Compte-rendu du livre René Lévesque, homme de la parole et de l’écrit, de Michel Lapierre paru dans Le Devoir du 10 novembre 2012.[1]
René Lévesque. Homme de la parole et de l’écrit, sous la direction d’Alexandre Stefanescu et Éric Bédard, VLB éditeur, Montréal, 2012, 176 pages
Michel Lapierre, 10 novembre 2012.
« C’était devenu une tradition, au Québec, que si t’avais volé assez de fonds publics pour devenir riche, t’étais respectable. » Ce propos d’un homme politique hors normes, tenu en 1966, visait l’Union nationale et son propre parti d’alors, le Parti libéral.

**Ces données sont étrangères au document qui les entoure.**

use std::fmt::Debug;
use std::rc::Rc;

use smallvec::SmallVec;

/// One registration inside some observable's connection list.
pub(crate) trait Link: 'static {
	fn disconnect(&self);

	/// Marks the registration to be detached after its next firing.
	fn once(&self);

	fn is_connected(&self) -> bool;
}

/// Handle to a registered slot or listener.
///
/// Dropping a `Connection` does not disconnect it. Every operation is a
/// no-op once the registration has been detached, either explicitly, by a
/// one-shot firing, or because the observable it was registered with is gone.
#[derive(Clone)]
pub struct Connection {
	kind: Kind,
}

#[derive(Clone)]
enum Kind {
	Detached,
	Single(Rc<dyn Link>),
	Composite(Rc<SmallVec<[Connection; 4]>>),
}

impl Connection {
	pub(crate) fn new(link: Rc<dyn Link>) -> Self {
		Connection {
			kind: Kind::Single(link),
		}
	}

	/// A connection that is not attached to anything.
	pub fn detached() -> Self {
		Connection {
			kind: Kind::Detached,
		}
	}

	/// Bundles several connections so that `disconnect` and `once` fan out
	/// to every member.
	pub fn join(connections: impl IntoIterator<Item = Connection>) -> Self {
		let members: SmallVec<[Connection; 4]> = connections.into_iter().collect();
		Connection {
			kind: Kind::Composite(Rc::new(members)),
		}
	}

	pub fn disconnect(&self) {
		match &self.kind {
			Kind::Detached => {}
			Kind::Single(link) => link.disconnect(),
			Kind::Composite(members) => {
				for member in members.iter() {
					member.disconnect();
				}
			}
		}
	}

	/// Converts the registration into a one-shot: it is disconnected the
	/// next time it fires.
	pub fn once(self) -> Self {
		match &self.kind {
			Kind::Detached => {}
			Kind::Single(link) => link.once(),
			Kind::Composite(members) => {
				for member in members.iter() {
					member.clone().once();
				}
			}
		}
		self
	}

	/// A composite is connected while any of its members is.
	pub fn is_connected(&self) -> bool {
		match &self.kind {
			Kind::Detached => false,
			Kind::Single(link) => link.is_connected(),
			Kind::Composite(members) => members.iter().any(Connection::is_connected),
		}
	}
}

impl Default for Connection {
	fn default() -> Self {
		Connection::detached()
	}
}

impl Debug for Connection {
	fn fmt(&self, f: &mut std::fmt::Formatter<'_>) -> std::fmt::Result {
		match &self.kind {
			Kind::Detached => f.write_str("Connection(detached)"),
			Kind::Single(link) => f
				.debug_struct("Connection")
				.field("connected", &link.is_connected())
				.finish(),
			Kind::Composite(members) => f.debug_list().entries(members.iter()).finish(),
		}
	}
}
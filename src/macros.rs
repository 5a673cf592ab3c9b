pub use enclose::*;

/// Builds a slot closure for `connect`, cloning the listed captures first.
///
/// ```
/// use signal_slots::{slot, Signal, Value};
///
/// let total = Value::new(0);
/// let signal = Signal::<i32>::new();
/// signal.connect(slot!((total) amount => {
/// 	total.update(total.get() + *amount);
/// }));
///
/// signal.emit(5);
/// assert_eq!(total.get(), 5);
/// ```
#[macro_export]
macro_rules! slot {
    (( $($d_tt:tt)* ) $value:ident => $($b:tt)*) => {
        $crate::macros::enclose!(($( $d_tt )*) move |$value: &_| { $($b)* })
    };
    ($value:ident => $($b:tt)*) => {
        move |$value: &_| { $($b)* }
    };
}

/// Builds a listener closure for `listen`, receiving the new and old value.
#[macro_export]
macro_rules! listener {
    (( $($d_tt:tt)* ) $value:ident, $old:ident => $($b:tt)*) => {
        $crate::macros::enclose!(($( $d_tt )*) move |$value: &_, $old: Option<&_>| { $($b)* })
    };
    ($value:ident, $old:ident => $($b:tt)*) => {
        move |$value: &_, $old: Option<&_>| { $($b)* }
    };
}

Même s’il ne s’y trouve pas, il reflète bien le riche ouvrage collectif René Lévesque, homme de la parole et de l’écrit, 25 ans après la mort de celui qui incarnait le dialogue avec le peuple. Publié sous la direction d’Alexandre Stefanescu et Éric Bédard, de la Fondation René-Lévesque, le livre réunit 13 témoignages et analyses de journalistes, d’universitaires et d’anciens collaborateurs de l’homme politique. Pierre Paré, historien de la radio, y présente Lévesque, comme l’inventeur d’un style personnel dans ce moyen de communication sans images, cet « art de l’invisible ». Le futur fondateur du Parti québécois travaille à Radio-Canada entre 1946 et 1960, notamment comme reporter coloré, vivant, maître dans l’art de questionner les passants, et surtout en animant Point de mire. Cette émission télévisée d’actualité politique marque notre ouverture critique et familière sur le monde. Pagé rappelle les mots archiconnus prononcés par le communicateur lors de l’échec référendaire de 1980: « Si je vous ai bien compris, vous êtes en train de me dire : à la prochaine fois… » Il commente : « Cette forme d’intervention en dialogue avec l’autre était, depuis toujours, la signature de son discours. » Elle s’exprima aussi par écrit au fil de près de 1400 chroniques que Lévesque écrivit. Le don de frapper l’imagination s’alliait à une subtilité que cerne admirablement le journaliste Marc Laurendeau. Laurendeau raconte : il devinait la question et « y répondait un quart de seconde avant que vous n’ayez terminé ». Son ex-attachée de presse, Gratia O’Leary, relate qu’il reprocha à ses confrères journalistes se définissant comme Québécois de n’avoir pas su défendre le Oui au référendum avec la même ardeur que la presse de langue anglaise avait déployée pour défendre le Non. Loin d’être lénifiant, le dialogue que Lévesque avait avec le Québec n’existait que par un miracle : sa franchise.